■ **What you need to do**
Look through the listing for the string "current" and copy out every line that holds it.

+ + + +

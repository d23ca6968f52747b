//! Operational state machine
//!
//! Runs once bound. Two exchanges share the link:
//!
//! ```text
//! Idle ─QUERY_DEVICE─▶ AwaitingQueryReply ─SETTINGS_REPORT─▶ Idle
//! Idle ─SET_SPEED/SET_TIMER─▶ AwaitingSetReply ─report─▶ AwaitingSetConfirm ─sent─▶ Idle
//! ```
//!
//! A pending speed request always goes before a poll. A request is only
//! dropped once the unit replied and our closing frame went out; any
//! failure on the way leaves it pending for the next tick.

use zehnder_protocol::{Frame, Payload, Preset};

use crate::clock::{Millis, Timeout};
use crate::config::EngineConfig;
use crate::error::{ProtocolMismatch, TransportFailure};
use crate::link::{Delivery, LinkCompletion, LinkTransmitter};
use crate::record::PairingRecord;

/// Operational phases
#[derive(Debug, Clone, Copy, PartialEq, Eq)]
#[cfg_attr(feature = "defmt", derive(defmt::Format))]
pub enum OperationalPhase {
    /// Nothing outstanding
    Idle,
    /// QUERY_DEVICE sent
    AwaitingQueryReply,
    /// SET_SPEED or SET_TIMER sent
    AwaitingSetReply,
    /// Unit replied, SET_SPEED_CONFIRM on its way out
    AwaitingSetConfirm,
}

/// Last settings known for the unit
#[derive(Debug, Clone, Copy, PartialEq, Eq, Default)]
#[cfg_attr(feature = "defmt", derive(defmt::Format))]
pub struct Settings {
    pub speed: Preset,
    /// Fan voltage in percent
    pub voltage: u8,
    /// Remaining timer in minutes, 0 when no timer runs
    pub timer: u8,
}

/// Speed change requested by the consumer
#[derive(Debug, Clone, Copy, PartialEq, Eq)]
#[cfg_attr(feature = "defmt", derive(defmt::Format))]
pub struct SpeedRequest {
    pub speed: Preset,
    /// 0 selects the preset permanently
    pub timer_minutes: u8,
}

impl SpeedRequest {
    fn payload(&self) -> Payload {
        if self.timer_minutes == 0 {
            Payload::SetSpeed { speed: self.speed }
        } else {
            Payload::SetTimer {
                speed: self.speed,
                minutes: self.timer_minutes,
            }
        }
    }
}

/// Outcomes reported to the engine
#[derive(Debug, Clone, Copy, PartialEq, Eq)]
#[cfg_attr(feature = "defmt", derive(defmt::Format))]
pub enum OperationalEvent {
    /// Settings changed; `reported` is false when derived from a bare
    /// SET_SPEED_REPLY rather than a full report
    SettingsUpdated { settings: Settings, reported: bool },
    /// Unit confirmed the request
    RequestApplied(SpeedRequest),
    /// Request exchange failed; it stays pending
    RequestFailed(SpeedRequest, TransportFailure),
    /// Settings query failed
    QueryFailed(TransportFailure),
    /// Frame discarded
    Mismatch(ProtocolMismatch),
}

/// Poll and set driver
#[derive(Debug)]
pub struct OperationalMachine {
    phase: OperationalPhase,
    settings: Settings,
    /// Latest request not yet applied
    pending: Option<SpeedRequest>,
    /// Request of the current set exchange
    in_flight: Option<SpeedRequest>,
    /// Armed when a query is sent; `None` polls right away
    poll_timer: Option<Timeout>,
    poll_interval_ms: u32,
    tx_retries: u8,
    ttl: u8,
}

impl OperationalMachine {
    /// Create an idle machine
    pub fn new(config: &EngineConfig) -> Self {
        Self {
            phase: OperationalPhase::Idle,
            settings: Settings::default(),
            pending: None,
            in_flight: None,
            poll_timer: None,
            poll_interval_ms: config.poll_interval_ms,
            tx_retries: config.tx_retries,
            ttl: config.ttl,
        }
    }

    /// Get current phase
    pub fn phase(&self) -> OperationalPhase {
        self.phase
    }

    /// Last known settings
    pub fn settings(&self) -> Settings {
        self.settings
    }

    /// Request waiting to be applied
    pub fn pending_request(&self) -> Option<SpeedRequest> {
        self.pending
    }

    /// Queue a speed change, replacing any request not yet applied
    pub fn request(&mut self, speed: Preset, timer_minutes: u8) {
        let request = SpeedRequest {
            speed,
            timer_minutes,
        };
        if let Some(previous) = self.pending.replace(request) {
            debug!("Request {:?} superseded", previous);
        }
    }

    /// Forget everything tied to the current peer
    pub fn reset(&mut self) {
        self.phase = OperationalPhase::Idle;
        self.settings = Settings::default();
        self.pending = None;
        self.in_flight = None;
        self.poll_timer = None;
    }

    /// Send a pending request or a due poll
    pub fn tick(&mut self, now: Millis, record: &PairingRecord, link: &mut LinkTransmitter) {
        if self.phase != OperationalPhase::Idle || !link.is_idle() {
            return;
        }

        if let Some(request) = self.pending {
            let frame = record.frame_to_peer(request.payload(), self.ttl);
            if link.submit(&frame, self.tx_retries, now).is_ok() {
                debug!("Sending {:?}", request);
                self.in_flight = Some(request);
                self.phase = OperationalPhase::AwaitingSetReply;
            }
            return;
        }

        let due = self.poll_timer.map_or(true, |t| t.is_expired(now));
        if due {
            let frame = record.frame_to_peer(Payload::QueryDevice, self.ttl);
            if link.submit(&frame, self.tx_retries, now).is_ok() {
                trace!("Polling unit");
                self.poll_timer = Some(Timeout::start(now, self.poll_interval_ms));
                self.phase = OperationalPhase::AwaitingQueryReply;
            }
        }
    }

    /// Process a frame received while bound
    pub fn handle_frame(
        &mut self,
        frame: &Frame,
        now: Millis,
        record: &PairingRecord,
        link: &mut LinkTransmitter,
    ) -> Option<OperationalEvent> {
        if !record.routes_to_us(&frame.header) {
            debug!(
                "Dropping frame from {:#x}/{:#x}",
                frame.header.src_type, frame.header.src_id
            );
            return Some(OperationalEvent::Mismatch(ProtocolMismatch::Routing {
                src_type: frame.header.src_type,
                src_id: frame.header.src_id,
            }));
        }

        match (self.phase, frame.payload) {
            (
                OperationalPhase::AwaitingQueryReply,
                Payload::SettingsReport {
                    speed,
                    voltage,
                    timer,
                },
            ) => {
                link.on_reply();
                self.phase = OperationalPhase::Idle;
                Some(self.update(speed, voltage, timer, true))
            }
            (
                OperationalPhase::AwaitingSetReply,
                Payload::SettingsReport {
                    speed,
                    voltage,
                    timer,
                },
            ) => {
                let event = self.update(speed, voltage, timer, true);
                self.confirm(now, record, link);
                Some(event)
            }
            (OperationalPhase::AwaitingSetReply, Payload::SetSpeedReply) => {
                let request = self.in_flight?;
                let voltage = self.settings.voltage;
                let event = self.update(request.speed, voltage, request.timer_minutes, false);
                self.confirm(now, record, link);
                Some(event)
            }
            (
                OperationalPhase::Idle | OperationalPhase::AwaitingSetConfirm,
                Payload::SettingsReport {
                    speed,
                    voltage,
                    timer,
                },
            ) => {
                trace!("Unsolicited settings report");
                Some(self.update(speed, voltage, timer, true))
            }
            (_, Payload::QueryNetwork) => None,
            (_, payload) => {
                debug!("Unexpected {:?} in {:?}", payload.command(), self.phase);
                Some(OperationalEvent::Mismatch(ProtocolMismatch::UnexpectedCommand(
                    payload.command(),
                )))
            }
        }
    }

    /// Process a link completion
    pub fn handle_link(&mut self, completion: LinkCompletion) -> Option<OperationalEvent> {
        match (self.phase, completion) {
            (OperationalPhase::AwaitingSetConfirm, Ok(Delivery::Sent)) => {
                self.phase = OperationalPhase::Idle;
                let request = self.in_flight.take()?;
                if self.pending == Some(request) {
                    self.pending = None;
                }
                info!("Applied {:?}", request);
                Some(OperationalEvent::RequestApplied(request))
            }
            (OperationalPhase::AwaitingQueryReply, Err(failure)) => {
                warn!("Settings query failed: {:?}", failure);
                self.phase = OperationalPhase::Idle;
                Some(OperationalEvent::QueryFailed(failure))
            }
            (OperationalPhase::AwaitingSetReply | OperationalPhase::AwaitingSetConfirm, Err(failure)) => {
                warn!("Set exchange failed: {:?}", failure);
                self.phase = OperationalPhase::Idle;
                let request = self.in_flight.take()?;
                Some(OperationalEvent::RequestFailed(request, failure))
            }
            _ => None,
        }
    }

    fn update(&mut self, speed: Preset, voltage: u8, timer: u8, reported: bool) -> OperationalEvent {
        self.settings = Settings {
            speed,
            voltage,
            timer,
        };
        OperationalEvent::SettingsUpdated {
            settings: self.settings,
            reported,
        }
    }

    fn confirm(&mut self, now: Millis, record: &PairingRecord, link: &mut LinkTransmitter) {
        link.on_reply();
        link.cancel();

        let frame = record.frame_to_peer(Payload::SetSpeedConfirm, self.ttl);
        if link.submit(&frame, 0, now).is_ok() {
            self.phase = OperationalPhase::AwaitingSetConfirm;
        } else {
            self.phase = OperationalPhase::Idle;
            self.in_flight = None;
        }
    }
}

+ + + +

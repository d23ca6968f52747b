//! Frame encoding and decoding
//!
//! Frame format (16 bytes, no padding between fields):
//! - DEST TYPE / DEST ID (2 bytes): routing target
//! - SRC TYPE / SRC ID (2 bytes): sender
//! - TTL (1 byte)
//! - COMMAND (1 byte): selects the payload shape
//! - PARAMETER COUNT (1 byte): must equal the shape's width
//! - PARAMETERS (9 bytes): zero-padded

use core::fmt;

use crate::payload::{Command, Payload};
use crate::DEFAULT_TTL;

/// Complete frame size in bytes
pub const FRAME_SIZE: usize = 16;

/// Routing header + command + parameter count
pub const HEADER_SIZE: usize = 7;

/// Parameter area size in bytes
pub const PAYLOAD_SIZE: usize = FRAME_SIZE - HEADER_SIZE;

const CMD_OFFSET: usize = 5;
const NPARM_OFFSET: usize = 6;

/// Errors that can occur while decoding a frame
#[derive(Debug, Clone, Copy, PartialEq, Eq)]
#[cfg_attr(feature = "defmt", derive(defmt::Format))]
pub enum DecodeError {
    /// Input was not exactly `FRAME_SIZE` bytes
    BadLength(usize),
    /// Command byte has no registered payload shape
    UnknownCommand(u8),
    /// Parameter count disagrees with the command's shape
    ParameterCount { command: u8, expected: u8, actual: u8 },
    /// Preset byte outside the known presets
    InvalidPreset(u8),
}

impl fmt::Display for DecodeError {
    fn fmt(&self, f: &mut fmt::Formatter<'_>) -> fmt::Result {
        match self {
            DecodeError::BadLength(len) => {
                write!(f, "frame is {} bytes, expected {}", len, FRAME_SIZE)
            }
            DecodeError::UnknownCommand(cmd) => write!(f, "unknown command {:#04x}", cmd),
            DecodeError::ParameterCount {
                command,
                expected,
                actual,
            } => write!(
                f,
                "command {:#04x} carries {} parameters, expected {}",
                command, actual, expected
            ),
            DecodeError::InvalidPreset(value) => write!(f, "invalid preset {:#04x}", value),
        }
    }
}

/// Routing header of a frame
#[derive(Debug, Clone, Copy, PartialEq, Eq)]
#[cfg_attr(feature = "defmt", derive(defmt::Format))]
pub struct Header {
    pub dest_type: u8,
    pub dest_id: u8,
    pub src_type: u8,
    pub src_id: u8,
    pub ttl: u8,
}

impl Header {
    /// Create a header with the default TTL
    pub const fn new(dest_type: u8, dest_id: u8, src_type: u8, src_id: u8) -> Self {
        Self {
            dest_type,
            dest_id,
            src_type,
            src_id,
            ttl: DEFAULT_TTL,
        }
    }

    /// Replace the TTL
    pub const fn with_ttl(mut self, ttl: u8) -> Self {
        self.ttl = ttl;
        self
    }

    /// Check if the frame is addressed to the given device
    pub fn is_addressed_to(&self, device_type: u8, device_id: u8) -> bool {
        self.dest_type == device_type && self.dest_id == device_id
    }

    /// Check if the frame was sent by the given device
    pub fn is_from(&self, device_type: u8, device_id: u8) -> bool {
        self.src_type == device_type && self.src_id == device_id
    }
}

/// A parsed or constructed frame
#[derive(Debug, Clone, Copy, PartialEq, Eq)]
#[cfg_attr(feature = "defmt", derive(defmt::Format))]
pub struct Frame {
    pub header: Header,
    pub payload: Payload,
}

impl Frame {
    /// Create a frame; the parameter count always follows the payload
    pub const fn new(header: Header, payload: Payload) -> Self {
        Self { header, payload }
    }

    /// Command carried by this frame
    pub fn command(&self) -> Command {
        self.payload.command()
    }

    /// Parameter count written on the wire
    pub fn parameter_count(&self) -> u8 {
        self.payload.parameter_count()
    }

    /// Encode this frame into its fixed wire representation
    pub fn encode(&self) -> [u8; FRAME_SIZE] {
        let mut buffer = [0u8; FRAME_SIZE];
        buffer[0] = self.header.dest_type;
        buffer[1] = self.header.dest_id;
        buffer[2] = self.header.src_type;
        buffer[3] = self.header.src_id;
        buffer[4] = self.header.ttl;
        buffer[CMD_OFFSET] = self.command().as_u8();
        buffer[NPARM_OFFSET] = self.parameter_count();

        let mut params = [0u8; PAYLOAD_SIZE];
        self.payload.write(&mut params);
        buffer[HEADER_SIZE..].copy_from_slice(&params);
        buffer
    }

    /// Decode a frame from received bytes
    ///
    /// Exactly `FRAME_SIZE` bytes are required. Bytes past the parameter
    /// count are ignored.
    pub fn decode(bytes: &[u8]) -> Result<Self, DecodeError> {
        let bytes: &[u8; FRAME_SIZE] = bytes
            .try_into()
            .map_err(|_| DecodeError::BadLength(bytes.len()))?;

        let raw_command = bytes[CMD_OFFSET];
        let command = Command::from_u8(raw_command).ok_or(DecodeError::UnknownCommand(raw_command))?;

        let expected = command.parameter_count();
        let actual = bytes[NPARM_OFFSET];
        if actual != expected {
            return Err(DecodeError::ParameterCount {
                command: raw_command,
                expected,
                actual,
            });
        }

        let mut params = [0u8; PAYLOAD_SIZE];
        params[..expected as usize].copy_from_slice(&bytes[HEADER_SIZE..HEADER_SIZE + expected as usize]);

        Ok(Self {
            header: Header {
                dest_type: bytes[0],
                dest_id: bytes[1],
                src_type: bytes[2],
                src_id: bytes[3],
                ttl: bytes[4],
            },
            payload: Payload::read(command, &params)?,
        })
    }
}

+ + + +

■ **Response area**
    /// Request of the current set exchange
    /// Get current phase
    /// Forget everything tied to the current peer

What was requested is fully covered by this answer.